Ásgrímur’s main painting genre was landscape art and especially that of his native Iceland and through his art many native artists would follow his lead.  His depictions of nature were fashioned by the romance of the nineteenth century.  He liked to focus his depictions on the changes of light and how it altered the view of the land.  He alternated between watercolours and oils but is best known for the former medium.

                           Mt. Strútur and Eiríksjökull Glacier, West Iceland by Ásgrímur Jónsson (1948)

He was a great believer in Naturalism in art – the broad movement in the nineteenth century which represented things closer to the way we see them.  However later his works were characterised by colourful expressionism.

                                           From a Folklore by Ásgrímur Jónsson (1957)
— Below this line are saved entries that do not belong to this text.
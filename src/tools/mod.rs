pub mod builtin;
pub mod registry;
pub mod types;

pub use registry::{Tool, ToolRegistry};
pub use types::{PropertySchema, ToolDefinition, ToolInputSchema, ToolKind, ToolResult};
//! Normalizes raw tool output into one typed shape the orchestrator can
//! synthesize from.
//!
//! Each tool kind has its own JSON contract. Decoding is per kind and
//! explicit: a chart-shaped blob in a plain query tool's output stays text,
//! because only the visualization kind is allowed to carry chart payloads.
//! Anything that fails to decode degrades to text with the raw output as the
//! answer, never to an error.

use crate::charts::ChartSpec;
use crate::models::TabularResult;
use crate::sources::SourceCitation;
use crate::tools::types::ToolKind;
use serde::Deserialize;

/// What a tool contributed beyond its text answer.
#[derive(Debug, Clone, PartialEq)]
pub enum ToolPayload {
    /// Plain text, nothing to attach.
    Text,
    /// Document citations backing the answer.
    Document { citations: Vec<SourceCitation> },
    /// A chart config plus the rows it renders.
    Visualization {
        chart: ChartSpec,
        data: TabularResult,
    },
}

#[derive(Debug, Clone)]
pub struct NormalizedOutput {
    pub answer: String,
    pub payload: ToolPayload,
}

impl NormalizedOutput {
    fn text(answer: impl Into<String>) -> Self {
        NormalizedOutput {
            answer: answer.into(),
            payload: ToolPayload::Text,
        }
    }
}

#[derive(Debug, Deserialize)]
struct QueryOutput {
    answer: String,
}

#[derive(Debug, Deserialize)]
struct DocumentOutput {
    answer: String,
    #[serde(default)]
    sources: Vec<SourceCitation>,
}

#[derive(Debug, Deserialize)]
struct VisualizationOutput {
    answer: String,
    #[serde(default)]
    data: TabularResult,
    #[serde(default)]
    chart_config: Option<ChartSpec>,
}

/// Decode one tool's raw output according to its kind.
pub fn normalize(kind: ToolKind, raw: &str) -> NormalizedOutput {
    match kind {
        ToolKind::Query => match serde_json::from_str::<QueryOutput>(raw) {
            Ok(out) => NormalizedOutput::text(out.answer),
            Err(e) => degrade(kind, raw, e),
        },
        ToolKind::DocumentSearch => match serde_json::from_str::<DocumentOutput>(raw) {
            Ok(out) => {
                let payload = if out.sources.is_empty() {
                    ToolPayload::Text
                } else {
                    ToolPayload::Document {
                        citations: out.sources,
                    }
                };
                NormalizedOutput {
                    answer: out.answer,
                    payload,
                }
            }
            Err(e) => degrade(kind, raw, e),
        },
        ToolKind::Visualization => match serde_json::from_str::<VisualizationOutput>(raw) {
            Ok(out) => {
                // An empty result set or a missing config means there is
                // nothing to render.
                let payload = match out.chart_config {
                    Some(chart) if !out.data.is_empty() => ToolPayload::Visualization {
                        chart,
                        data: out.data,
                    },
                    _ => ToolPayload::Text,
                };
                NormalizedOutput {
                    answer: out.answer,
                    payload,
                }
            }
            Err(e) => degrade(kind, raw, e),
        },
    }
}

fn degrade(kind: ToolKind, raw: &str, err: serde_json::Error) -> NormalizedOutput {
    log::warn!(
        "[NORMALIZER] Output of {:?} tool did not match its contract ({}), passing through as text",
        kind,
        err
    );
    NormalizedOutput::text(raw)
}
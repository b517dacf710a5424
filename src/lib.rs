//! Orchestration and response-synthesis layer for a data-chat assistant.
//!
//! A user message comes in with an optional session id; the orchestrator
//! replays recent history, lets a reasoning oracle pick tools (SQL query,
//! document search, query-and-visualize), normalizes what the tools return,
//! and folds everything into one response envelope with the answer text,
//! an optional chart config plus data, and deduplicated source citations.
//!
//! The heavy capabilities (NL-to-SQL, vector retrieval, the oracle itself)
//! live behind traits; this crate owns routing, session memory, chart-type
//! inference, and synthesis.

pub mod agent;
pub mod ai;
pub mod charts;
pub mod config;
pub mod models;
pub mod session;
pub mod sources;
pub mod tools;

pub use agent::{AgentConfig, Orchestrator};
pub use ai::{Oracle, OracleAction, OracleError, OpenAiOracle};
pub use charts::{ChartKind, ChartSpec};
pub use config::Config;
pub use models::{ChatTurn, ResponseEnvelope, Row, TabularResult};
pub use session::SessionStore;
pub use sources::{RetrievedSnippet, SourceCitation};
pub use tools::{Tool, ToolRegistry};
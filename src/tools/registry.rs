use crate::tools::types::{ToolDefinition, ToolKind, ToolResult};
use async_trait::async_trait;
use parking_lot::RwLock;
use serde_json::Value;
use std::collections::HashMap;
use std::sync::Arc;

/// Trait that all tools must implement.
#[async_trait]
pub trait Tool: Send + Sync {
    /// Returns the tool definition sent to the reasoning oracle.
    fn definition(&self) -> ToolDefinition;

    /// Executes the tool with the given parameters.
    async fn execute(&self, params: Value) -> ToolResult;

    /// Returns the tool's name.
    fn name(&self) -> String {
        self.definition().name.clone()
    }

    /// Returns the tool's output identity class.
    fn kind(&self) -> ToolKind {
        self.definition().kind
    }
}

/// Registry that holds all available tools.
/// Uses interior mutability (RwLock) so tools can be registered at runtime
/// without requiring &mut self.
pub struct ToolRegistry {
    tools: RwLock<HashMap<String, Arc<dyn Tool>>>,
}

impl ToolRegistry {
    pub fn new() -> Self {
        ToolRegistry {
            tools: RwLock::new(HashMap::new()),
        }
    }

    /// Register a tool (thread-safe, takes &self via interior mutability).
    pub fn register(&self, tool: Arc<dyn Tool>) {
        let name = tool.definition().name.clone();
        self.tools.write().insert(name, tool);
    }

    /// Get a tool by name.
    pub fn get(&self, name: &str) -> Option<Arc<dyn Tool>> {
        self.tools.read().get(name).cloned()
    }

    /// List all registered tools.
    pub fn list(&self) -> Vec<Arc<dyn Tool>> {
        self.tools.read().values().cloned().collect()
    }

    /// Get tool definitions for sending to the oracle.
    pub fn get_tool_definitions(&self) -> Vec<ToolDefinition> {
        self.list().iter().map(|tool| tool.definition()).collect()
    }

    /// Look up the output identity class for a tool name.
    pub fn kind_of(&self, name: &str) -> Option<ToolKind> {
        self.get(name).map(|tool| tool.kind())
    }

    /// Execute a tool by name. An unknown tool yields a failure result
    /// rather than an error, so the run can continue.
    pub async fn execute(&self, name: &str, params: Value) -> ToolResult {
        let tool = match self.get(name) {
            Some(t) => t,
            None => return ToolResult::error(format!("Tool '{}' not found", name)),
        };

        tool.execute(params).await
    }

    /// Check if a tool exists.
    pub fn has_tool(&self, name: &str) -> bool {
        self.tools.read().contains_key(name)
    }

    /// Get count of registered tools.
    pub fn len(&self) -> usize {
        self.tools.read().len()
    }

    /// Check if registry is empty.
    pub fn is_empty(&self) -> bool {
        self.tools.read().is_empty()
    }
}

impl Default for ToolRegistry {
    fn default() -> Self {
        Self::new()
    }
}

#[cfg(test)]
mod tests {
    use super::*;
    use crate::tools::types::ToolInputSchema;

    struct MockTool {
        definition: ToolDefinition,
    }

    impl MockTool {
        fn new(name: &str, kind: ToolKind) -> Self {
            MockTool {
                definition: ToolDefinition {
                    name: name.to_string(),
                    description: format!("Mock {} tool", name),
                    input_schema: ToolInputSchema::default(),
                    kind,
                },
            }
        }
    }

    #[async_trait]
    impl Tool for MockTool {
        fn definition(&self) -> ToolDefinition {
            self.definition.clone()
        }

        async fn execute(&self, _params: Value) -> ToolResult {
            ToolResult::success("mock result")
        }
    }

    #[test]
    fn test_registry_register_and_get() {
        let registry = ToolRegistry::new();
        registry.register(Arc::new(MockTool::new("sql_database_query", ToolKind::Query)));

        assert!(registry.has_tool("sql_database_query"));
        assert!(!registry.has_tool("nonexistent"));
        assert_eq!(registry.len(), 1);
        assert_eq!(registry.kind_of("sql_database_query"), Some(ToolKind::Query));
    }

    #[test]
    fn test_definitions_cover_all_tools() {
        let registry = ToolRegistry::new();
        registry.register(Arc::new(MockTool::new("document_search", ToolKind::DocumentSearch)));
        registry.register(Arc::new(MockTool::new(
            "query_and_visualize",
            ToolKind::Visualization,
        )));

        let mut names: Vec<String> = registry
            .get_tool_definitions()
            .into_iter()
            .map(|d| d.name)
            .collect();
        names.sort();
        assert_eq!(names, vec!["document_search", "query_and_visualize"]);
    }

    #[tokio::test]
    async fn test_execute_unknown_tool_is_failure_not_panic() {
        let registry = ToolRegistry::new();
        let result = registry.execute("missing", serde_json::json!({})).await;
        assert!(!result.success);
        assert!(result.content.contains("not found"));
    }

    #[tokio::test]
    async fn test_execute_registered_tool() {
        let registry = ToolRegistry::new();
        registry.register(Arc::new(MockTool::new("document_search", ToolKind::DocumentSearch)));
        let result = registry.execute("document_search", serde_json::json!({})).await;
        assert!(result.success);
        assert_eq!(result.content, "mock result");
    }
}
Ásgrímur also worked as a pioneer in the illustration of Icelandic legends and adventures.  He pictorially depicted Icelandic Folk Legends delving into the world of elves and trolls who lived in the semi-darkness of the old turf farmhouse and who would kidnap humans.  Tales of pastors haunting their wives-to-be, of witches flying to Satanic gatherings, of sheep-rustling and flying bulls.  A land where humans live inside hills, where witches flying on jawbones instead of broomsticks, and tales which rarely have happy endings.

                                                                  Troll painting by Ásgrímur Jónsson

Ásgrímur’s works on folklore themes were well received.  The art critics delighted in his depictions and that Iceland’s folktale heritage was being addressed, for the first time, by an Icelandic artist. Ásgrímur’s depictions of the appearance of elves and trolls also met with widespread approval from the public who believed he had succeeded in capturing the way that they imagined their folklore characters to be.  For Ásgrímur Jónsson it was all about the viewer’s own imagination when they looked at these folklore works and it was a reminder of the beauty of their land when they looked at his landscape paintings.  Today the folklore paintings form part of the unique cultural heritage conserved in the collections of the National Gallery of Iceland.

                        ÁSGRÍMUR JÓNSSON MUSEUM at BERGSTAÐASTRÆTI 74, 101 REYKJAVÍK

Ásgrímur Jónsson died on April 5th, 1958, aged 82.  The Ásgrímur Jónsson’s collection, which is today a department within the National Gallery of Iceland, originated in 1960 when a small gallery was opened in Ásgrímur’s studio and home, which he bequeathed to the Icelandic nation along with all of his works in his own possession upon his death.